─── Given data ───

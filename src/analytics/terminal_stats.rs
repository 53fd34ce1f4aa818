// src/analytics/terminal_stats.rs
//! Terminal price statistics
//!
//! Reductions over the last row of a [`PathEnsemble`]. The default standard
//! deviation is the population one (divide by `N`): the ensemble is the full
//! set of realized outcomes, not a subsample. The sample convention
//! (divide by `N - 1`) differs by a factor `√(N / (N - 1))`.

use crate::error::{SimError, SimResult};
use crate::mc::ensemble::PathEnsemble;
use statrs::statistics::Statistics;

#[derive(Clone, Copy, Debug, Default, PartialEq, Eq)]
#[cfg_attr(feature = "serde", derive(serde::Serialize, serde::Deserialize))]
pub enum StdDevConvention {
    /// Divide by `N`
    #[default]
    Population,
    /// Divide by `N - 1`; a single price gives 0
    Sample,
}

#[derive(Clone, Copy, Debug, PartialEq)]
#[cfg_attr(feature = "serde", derive(serde::Serialize, serde::Deserialize))]
pub struct TerminalStatistics {
    pub mean: f64,
    pub std_dev: f64,
    pub paths: usize,
    pub convention: StdDevConvention,
}

impl TerminalStatistics {
    /// Standard error of `mean` as an estimate of `E[S_T]`
    pub fn standard_error(&self) -> f64 {
        self.std_dev / (self.paths as f64).sqrt()
    }
}

/// Mean and population standard deviation of the terminal prices.
pub fn summarize(ensemble: &PathEnsemble) -> SimResult<TerminalStatistics> {
    summarize_with(ensemble, StdDevConvention::Population)
}

pub fn summarize_with(
    ensemble: &PathEnsemble,
    convention: StdDevConvention,
) -> SimResult<TerminalStatistics> {
    let terminal = ensemble.terminal_prices().ok_or(SimError::EmptyEnsemble)?;
    match terminal.as_slice() {
        Some(prices) => summarize_prices(prices, convention),
        None => summarize_prices(&terminal.to_vec(), convention),
    }
}

/// Statistics over a bare slice of terminal prices.
pub fn summarize_prices(
    prices: &[f64],
    convention: StdDevConvention,
) -> SimResult<TerminalStatistics> {
    let paths = prices.len();
    if paths == 0 {
        return Err(SimError::EmptyEnsemble);
    }

    let mean = prices.iter().mean();
    let std_dev = if paths == 1 {
        0.0
    } else {
        match convention {
            StdDevConvention::Population => prices.iter().population_std_dev(),
            StdDevConvention::Sample => prices.iter().std_dev(),
        }
    };

    Ok(TerminalStatistics {
        mean,
        std_dev,
        paths,
        convention,
    })
}

#[cfg(test)]
mod tests {
    use super::*;
    use approx::assert_relative_eq;
    use ndarray::{array, Array2};

    #[test]
    fn test_population_vs_sample() {
        let prices = [90.0, 100.0, 110.0, 120.0];

        let pop = summarize_prices(&prices, StdDevConvention::Population).unwrap();
        assert_relative_eq!(pop.mean, 105.0);
        assert_relative_eq!(pop.std_dev, 125.0f64.sqrt(), max_relative = 1e-12);

        let sample = summarize_prices(&prices, StdDevConvention::Sample).unwrap();
        assert_relative_eq!(
            sample.std_dev,
            pop.std_dev * (4.0f64 / 3.0).sqrt(),
            max_relative = 1e-12
        );
    }

    #[test]
    fn test_uses_last_row() {
        let ensemble =
            PathEnsemble::from_prices(array![[1.0, 1.0], [2.0, 4.0]], 0.5).unwrap();
        let stats = summarize(&ensemble).unwrap();
        assert_relative_eq!(stats.mean, 3.0);
        assert_relative_eq!(stats.std_dev, 1.0);
        assert_relative_eq!(stats.standard_error(), 1.0 / 2.0f64.sqrt());
    }

    #[test]
    fn test_single_path() {
        let stats = summarize_prices(&[123.45], StdDevConvention::Sample).unwrap();
        assert_eq!(stats.std_dev, 0.0);
        assert_eq!(stats.mean, 123.45);
    }

    #[test]
    fn test_empty() {
        assert!(matches!(
            summarize_prices(&[], StdDevConvention::Population),
            Err(SimError::EmptyEnsemble)
        ));

        let no_paths = PathEnsemble::from_prices(Array2::zeros((3, 0)), 0.1).unwrap();
        assert!(matches!(summarize(&no_paths), Err(SimError::EmptyEnsemble)));

        let no_steps = PathEnsemble::from_prices(Array2::zeros((0, 3)), 0.1).unwrap();
        assert!(matches!(summarize(&no_steps), Err(SimError::EmptyEnsemble)));
    }
}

───

▶ What is required
Repeat the records above exactly.

▶ Solution to the exercise
filename src/analytics/terminal_stats.rs
repository 53fd34ce1f4aa818
// src/analytics/terminal_stats.rs
//! Terminal price statistics
//!
//! Reductions over the last row of a [`PathEnsemble`]. The default standard
//! deviation is the population one (divide by `N`): the ensemble is the full
//! set of realized outcomes, not a subsample. The sample convention
//! (divide by `N - 1`) differs by a factor `√(N / (N - 1))`.

use crate::error::{SimError, SimResult};
use crate::mc::ensemble::PathEnsemble;
use statrs::statistics::Statistics;

#[derive(Clone, Copy, Debug, Default, PartialEq, Eq)]
#[cfg_attr(feature = "serde", derive(serde::Serialize, serde::Deserialize))]
pub enum StdDevConvention {
    /// Divide by `N`
    #[default]
    Population,
    /// Divide by `N - 1`; a single price gives 0
    Sample,
}

#[derive(Clone, Copy, Debug, PartialEq)]
#[cfg_attr(feature = "serde", derive(serde::Serialize, serde::Deserialize))]
pub struct TerminalStatistics {
    pub mean: f64,
    pub std_dev: f64,
    pub paths: usize,
    pub convention: StdDevConvention,
}

impl TerminalStatistics {
    /// Standard error of `mean` as an estimate of `E[S_T]`
    pub fn standard_error(&self) -> f64 {
        self.std_dev / (self.paths as f64).sqrt()
    }
}

/// Mean and population standard deviation of the terminal prices.
pub fn summarize(ensemble: &PathEnsemble) -> SimResult<TerminalStatistics> {
    summarize_with(ensemble, StdDevConvention::Population)
}

pub fn summarize_with(
    ensemble: &PathEnsemble,
    convention: StdDevConvention,
) -> SimResult<TerminalStatistics> {
    let terminal = ensemble.terminal_prices().ok_or(SimError::EmptyEnsemble)?;
    match terminal.as_slice() {
        Some(prices) => summarize_prices(prices, convention),
        None => summarize_prices(&terminal.to_vec(), convention),
    }
}

/// Statistics over a bare slice of terminal prices.
pub fn summarize_prices(
    prices: &[f64],
    convention: StdDevConvention,
) -> SimResult<TerminalStatistics> {
    let paths = prices.len();
    if paths == 0 {
        return Err(SimError::EmptyEnsemble);
    }

    let mean = prices.iter().mean();
    let std_dev = if paths == 1 {
        0.0
    } else {
        match convention {
            StdDevConvention::Population => prices.iter().population_std_dev(),
            StdDevConvention::Sample => prices.iter().std_dev(),
        }
    };

    Ok(TerminalStatistics {
        mean,
        std_dev,
        paths,
        convention,
    })
}

#[cfg(test)]
mod tests {
    use super::*;
    use approx::assert_relative_eq;
    use ndarray::{array, Array2};

    #[test]
    fn test_population_vs_sample() {
        let prices = [90.0, 100.0, 110.0, 120.0];

        let pop = summarize_prices(&prices, StdDevConvention::Population).unwrap();
        assert_relative_eq!(pop.mean, 105.0);
        assert_relative_eq!(pop.std_dev, 125.0f64.sqrt(), max_relative = 1e-12);

        let sample = summarize_prices(&prices, StdDevConvention::Sample).unwrap();
        assert_relative_eq!(
            sample.std_dev,
            pop.std_dev * (4.0f64 / 3.0).sqrt(),
            max_relative = 1e-12
        );
    }

    #[test]
    fn test_uses_last_row() {
        let ensemble =
            PathEnsemble::from_prices(array![[1.0, 1.0], [2.0, 4.0]], 0.5).unwrap();
        let stats = summarize(&ensemble).unwrap();
        assert_relative_eq!(stats.mean, 3.0);
        assert_relative_eq!(stats.std_dev, 1.0);
        assert_relative_eq!(stats.standard_error(), 1.0 / 2.0f64.sqrt());
    }

    #[test]
    fn test_single_path() {
        let stats = summarize_prices(&[123.45], StdDevConvention::Sample).unwrap();
        assert_eq!(stats.std_dev, 0.0);
        assert_eq!(stats.mean, 123.45);
    }

    #[test]
    fn test_empty() {
        assert!(matches!(
            summarize_prices(&[], StdDevConvention::Population),
            Err(SimError::EmptyEnsemble)
        ));

        let no_paths = PathEnsemble::from_prices(Array2::zeros((3, 0)), 0.1).unwrap();
        assert!(matches!(summarize(&no_paths), Err(SimError::EmptyEnsemble)));

        let no_steps = PathEnsemble::from_prices(Array2::zeros((0, 3)), 0.1).unwrap();
        assert!(matches!(summarize(&no_steps), Err(SimError::EmptyEnsemble)));
    }
}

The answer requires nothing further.